Top of SUPPLIED MATERIAL
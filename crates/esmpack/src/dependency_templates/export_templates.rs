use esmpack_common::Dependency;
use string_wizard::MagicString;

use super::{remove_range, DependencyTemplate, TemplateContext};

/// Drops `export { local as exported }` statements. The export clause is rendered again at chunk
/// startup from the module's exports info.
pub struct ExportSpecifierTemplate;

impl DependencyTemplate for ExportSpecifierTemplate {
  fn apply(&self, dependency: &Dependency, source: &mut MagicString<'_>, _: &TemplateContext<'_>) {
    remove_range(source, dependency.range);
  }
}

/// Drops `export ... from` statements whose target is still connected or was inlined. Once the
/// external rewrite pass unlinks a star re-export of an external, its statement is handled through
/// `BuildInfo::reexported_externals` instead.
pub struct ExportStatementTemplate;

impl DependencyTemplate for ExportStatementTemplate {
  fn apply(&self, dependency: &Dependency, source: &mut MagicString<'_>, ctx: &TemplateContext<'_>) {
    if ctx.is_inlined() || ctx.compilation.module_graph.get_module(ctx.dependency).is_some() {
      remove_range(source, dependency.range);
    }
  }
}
Bottom of SUPPLIED MATERIAL
TASK DETAILS:
Only the lines from the beginning of the data above through the line containing "inlined. Once the" should be repeated, exactly as they appear.

RESULT OF THE EXERCISE:
filename crates/esmpack/src/dependency_templates/export_templates.rs
use esmpack_common::Dependency;
use string_wizard::MagicString;

use super::{remove_range, DependencyTemplate, TemplateContext};

/// Drops `export { local as exported }` statements. The export clause is rendered again at chunk
/// startup from the module's exports info.
pub struct ExportSpecifierTemplate;

impl DependencyTemplate for ExportSpecifierTemplate {
  fn apply(&self, dependency: &Dependency, source: &mut MagicString<'_>, _: &TemplateContext<'_>) {
    remove_range(source, dependency.range);
  }
}

/// Drops `export ... from` statements whose target is still connected or was inlined. Once the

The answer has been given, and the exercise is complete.